DFTB+¶
(contributed by Patrick Melix)
DFTB+ is a density-functional tight-binding implementation. More information about DFTB can be found on its official website.
PLAMS offers a simple and incomplete DFTB+ interface.
It is so far capable of handling molecular calculations.
The relevant classes are DFTBPlusJob
and DFTBPlusResults
.
Preparing a calculation¶
Preparing an instance of DFTBPlusJob
follows the general principles for SingleJob
.
Information adjusting the input file is stored in the myjob.settings.input
branch.
The geometry of your system can be supplied via the class Molecule
.
If the Atomic Simulation Environment (ASE) is installed, the molecule is written using its engine.
Otherwise this interface provies a basic routine.
Note that the molecule is in this case transformed into the GenFormat
with the C
(cluster) or S
(supercell) option, meaning the internal routine can handle clusters and supercell systems.
The option F
for fractional coordinates is not available! See the manual for further information on the different geometry-input types.
Input¶
Input files for DFTB+ are either in HSD (human-friendly structured data) or XML format. This interface will produce HSD format input files. See the manual for further information on keywords and structure. The input file must be named dftb_in.hsd and is therefore created using this name. Note that many values have standard settings, those will all be printed to dftb_pin.hsd when you start a calculation. Check both files for errors when having problems.
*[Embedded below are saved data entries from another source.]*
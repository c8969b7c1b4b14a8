// This Source Code Form is subject to the terms of the Mozilla Public
// License, v. 2.0. If a copy of the MPL was not distributed with this
// file, You can obtain one at http://mozilla.org/MPL/2.0/.

//! Pretty printers for reporting information and collected warnings.

use std::{borrow::Cow, sync::Mutex};

use log::Level;

const VERTICAL: char = '│';
const UP_AND_RIGHT: char = '└';
const VERTICAL_AND_RIGHT: char = '├';

lazy_static::lazy_static! {
    static ref WARNINGS: Mutex<Vec<Vec<Cow<'static, str>>>> = Mutex::new(vec![]);
}

/// Lay out blocks of lines as a tree. The first line of each block gets a
/// branch; continuation lines hang off the trunk.
fn tree_lines(blocks: &[Vec<Cow<'static, str>>]) -> Vec<String> {
    let num_blocks = blocks.len();
    let mut lines = vec![];
    for (i_block, block) in blocks.iter().enumerate() {
        let last_block = i_block + 1 == num_blocks;
        for (i_line, line) in block.iter().enumerate() {
            let symbol = match (i_line, block.len() == 1, last_block) {
                (0, true, true) => UP_AND_RIGHT,
                (0, _, _) => VERTICAL_AND_RIGHT,
                _ => VERTICAL,
            };
            lines.push(format!("{symbol} {line}"));
        }
    }
    lines
}

fn log_tree(level: Level, title: &str, blocks: &[Vec<Cow<'static, str>>]) {
    log::log!(level, "{}", console::style(title).bold());
    for line in tree_lines(blocks) {
        log::log!(level, "{line}");
    }
    log::log!(level, "");
}

/// Collects lines of information under a title, then logs them as a tree.
pub(crate) struct InfoPrinter {
    title: Cow<'static, str>,
    blocks: Vec<Vec<Cow<'static, str>>>,
}

impl InfoPrinter {
    pub(crate) fn new(title: Cow<'static, str>) -> Self {
        Self {
            title,
            blocks: vec![],
        }
    }

    pub(crate) fn push_line(&mut self, line: Cow<'static, str>) {
        self.blocks.push(vec![line]);
    }

    pub(crate) fn push_block(&mut self, block: Vec<Cow<'static, str>>) {
        self.blocks.push(block);
    }

    pub(crate) fn display(self) {
        log_tree(Level::Info, &self.title, &self.blocks);
    }
}

/// Something that can be held back and shown with the other warnings by
/// [display_warnings].
pub(crate) trait Warn {
    fn warn(self);
}

impl Warn for &'static str {
    fn warn(self) {
        WARNINGS.lock().unwrap().push(vec![self.into()]);
    }
}

impl Warn for String {
    fn warn(self) {
        WARNINGS.lock().unwrap().push(vec![self.into()]);
    }
}

impl<const N: usize> Warn for [Cow<'static, str>; N] {
    fn warn(self) {
        WARNINGS.lock().unwrap().push(self.to_vec());
    }
}

/// Log every warning collected so far, then forget them.
pub(crate) fn display_warnings() {
    let mut warnings = WARNINGS.lock().unwrap();
    log::debug!("Displaying {} warnings", warnings.len());
    if warnings.is_empty() {
        return;
    }
    log_tree(Level::Warn, "Warnings", &warnings);
    warnings.clear();
}
// This Source Code Form is subject to the terms of the Mozilla Public
// License, v. 2.0. If a copy of the MPL was not distributed with this
// file, You can obtain one at http://mozilla.org/MPL/2.0/.

//! Read a directory of fit reports into a fit table, keeping the main-source
//! labels of the table that was there before.


use std::path::PathBuf;

use clap::Parser;
use log::{debug, info, trace};
use serde::{Deserialize, Serialize};

use super::common::{display_warnings, InfoPrinter, TableArgs, Warn, ARG_FILE_HELP};
use crate::{
    merge::{merge_fit_tables, MergeSummary},
    report::{read_report_dir, ReadPolicy, ReportDirContents},
    types::FitTable,
    FitsUtilsError,
};

#[derive(Parser, Debug, Clone, Default, Serialize, Deserialize)]
pub(super) struct ExtractArgs {
    #[clap(name = "ARGUMENTS_FILE", help = ARG_FILE_HELP.as_str(), parse(from_os_str))]
    pub(super) args_file: Option<PathBuf>,

    /// The directory containing the fit reports. Only the files directly
    /// inside it are read; each filename must carry the date and band of the
    /// observation (e.g. XTEJ1748_27Jun1999_Lband.txt).
    #[clap(short = 'd', long, parse(from_os_str), help_heading = "INPUT FILES")]
    pub(super) reports_dir: Option<PathBuf>,

    #[clap(flatten)]
    #[serde(flatten)]
    pub(super) table_args: TableArgs,

    /// Ignore report files that can't be read, rather than stopping at the
    /// first one.
    #[clap(long, help_heading = "INPUT FILES")]
    #[serde(default)]
    pub(super) skip_bad_files: bool,

    /// Overwrite the fit table without carrying its main-source labels over.
    #[clap(long, help_heading = "TABLE")]
    #[serde(default)]
    pub(super) no_merge: bool,
}

/// Extraction parameters, after the arguments have been checked.
#[derive(Debug)]
struct ExtractParams {
    reports_dir: PathBuf,
    table: PathBuf,
    policy: ReadPolicy,
    merge: bool,
}

impl ExtractArgs {
    /// Both command-line and file arguments overlap in terms of what is
    /// available; this function consolidates everything that was specified
    /// into a single struct, preferring CLI arguments over those in the file.
    pub(super) fn merge(self) -> Result<ExtractArgs, FitsUtilsError> {
        debug!("Merging command-line arguments with the argument file");

        let cli_args = self;

        if let Some(arg_file) = cli_args.args_file {
            // Ensure all of the file args are accounted for by pattern
            // matching.
            let ExtractArgs {
                args_file: _,
                reports_dir,
                table_args,
                skip_bad_files,
                no_merge,
            } = unpack_arg_file!(arg_file);

            Ok(ExtractArgs {
                args_file: None,
                reports_dir: cli_args.reports_dir.or(reports_dir),
                table_args: cli_args.table_args.merge(table_args),
                skip_bad_files: cli_args.skip_bad_files || skip_bad_files,
                no_merge: cli_args.no_merge || no_merge,
            })
        } else {
            Ok(cli_args)
        }
    }

    fn parse(self) -> Result<ExtractParams, ExtractArgsError> {
        let ExtractArgs {
            args_file: _,
            reports_dir,
            table_args: TableArgs { table },
            skip_bad_files,
            no_merge,
        } = self;

        let params = ExtractParams {
            reports_dir: reports_dir.ok_or(ExtractArgsError::NoReportsDir)?,
            table: table.ok_or(ExtractArgsError::NoTable)?,
            policy: if skip_bad_files {
                ReadPolicy::Skip
            } else {
                ReadPolicy::Abort
            },
            merge: !no_merge,
        };

        let mut printer = InfoPrinter::new("Extracting fit reports".into());
        printer.push_line(format!("Reports: {}", params.reports_dir.display()).into());
        printer.push_block(vec![
            format!("Table: {}", params.table.display()).into(),
            if !params.merge {
                "Not keeping main-source labels".into()
            } else if params.table.exists() {
                "Main-source labels will be carried over".into()
            } else {
                "Table doesn't exist yet; it will be created".into()
            },
        ]);
        if params.policy == ReadPolicy::Skip {
            printer.push_line("Unreadable reports will be skipped".into());
        }
        printer.display();

        Ok(params)
    }

    pub(super) fn run(self, dry_run: bool) -> Result<(), FitsUtilsError> {
        debug!("Converting arguments into parameters");
        trace!("{:#?}", self);
        let ExtractParams {
            reports_dir,
            table: table_path,
            policy,
            merge,
        } = self.parse()?;

        let ReportDirContents {
            table: mut new,
            failures,
        } = read_report_dir(&reports_dir, policy)?;
        display_warnings();
        info!(
            "Read {} sources in {} observations",
            new.num_sources(),
            new.len()
        );
        if !failures.is_empty() {
            info!("{} report files couldn't be read", failures.len());
        }

        if merge && table_path.exists() {
            let old = FitTable::read_file(&table_path)?;
            let MergeSummary {
                carried,
                ambiguous,
                unmatched,
            } = merge_fit_tables(&mut new, &old);
            info!("Carried {carried} main-source labels over from the old table");
            debug!("{unmatched} sources have no counterpart in the old table");
            if ambiguous > 0 {
                format!("{ambiguous} sources match more than one old source; their labels weren't carried over").warn();
            }
        }
        display_warnings();

        if dry_run {
            info!("Dry run -- not writing {}", table_path.display());
            return Ok(());
        }

        new.write_file(&table_path)?;
        Ok(())
    }
}

#[derive(thiserror::Error, Debug)]
pub(super) enum ExtractArgsError {
    #[error("No directory of fit reports was specified")]
    NoReportsDir,

    #[error("No fit table was specified")]
    NoTable,
}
HSD input files are organized using different properties.
Each property is represented by a key.
The key can be of type logical, integer, real, string, property list or method type.
The last two begin and end with curly brackets.
Since property lists and method types are very similar in notation we require a way of representing that style in the tree-like structure of Settings
.
This is done by automatically creating either property lists or method types whenever a key has a subkey.
If a key has a subkey and a key
_h
, the string assigned to_h
will be used as a method name.If a key has one or more subkeys it will be created as a property list:
#sets the hamiltonian property to be of a method type named DFTB myjob.setting.input.hamiltonian._h = 'DFTB' #sets the key parserversion of the property list parserversion to 4 myjob.setting.input.parseroptions.parserversion = '4'
Empty method types can be created by not giving any subkeys to a key except _h
.
Runscript¶
The runscript will call the binary dftb+
, so make sure it is in your $PATH
.
No options are supported.
The standard output is redirected to $JN.out
, errors to $JN.err
.
Results extraction¶
DFTB+ creates multiple outputfiles, none of them are renamed.
See detailed.out
for the results of your calculation.
Resulting geometries are saved in .xyz
and .gen
format by DFTB+.
Other files might be created depending on your calculation type.
General text processing methods from Results
can be used to obtain data from results files.
At the moment only three functions for result extraction are defined:
Read the total energy
get_energy()
Get the molecule from the
.xyz
fileget_molecule()
Read the atomic charges
get_atomic_charges()
Example¶
common = Settings()
common.input.driver._h = 'ConjugateGradient'
common.input.hamiltonian._h = 'DFTB'
common.input.hamiltonian.scc = 'yes'
common.input.hamiltonian.mixer._h = 'Broyden'
common.input.hamiltonian.mixer.mixingparameter = '0.2'
common.input.hamiltonian.slaterkosterfiles._h = 'Type2Filenames'
common.input.hamiltonian.slaterkosterfiles.prefix = '"~/SLAKO/mio-1-1/"'
common.input.hamiltonian.slaterkosterfiles.separator = '"-"'
common.input.hamiltonian.slaterkosterfiles.suffix = ".skf"
common.input.hamiltonian.slaterkosterfiles.lowercasetypename = 'No'
common.input.hamiltonian.maxangularmomentum.c = '"p"'
common.input.hamiltonian.maxangularmomentum.h = '"s"'
common.input.parseroptions.parserversion = '4'
mol = Molecule(filename='mol.xyz') # read Molecule from mol.xyz
job = DFTBPlusJob(name='plamstest', molecule=mol, settings=common)
jobres = job.run()
energy = jobres.get_energy(string='Fermi energy', unit='ev')
print(energy)
mol = jobres.get_molecule()
print(mol)
atomic_charges = jobres.get_atomic_charges()
print(atomic_charges)
API¶
- class DFTBPlusJob(molecule=None, name='plamsjob', settings=None, depend=None)[source]¶
A class representing a single computational job with DFTB+. Only supports molecular coordinates, no support for lattice yet.
- class DFTBPlusResults(job)[source]¶
A Class for handling DFTB+ Results.
- get_molecule()[source]¶
Return the molecule from the ‘geo_end.gen’ file. If there is an Error, try to read the ‘geo_end.xyz’ file.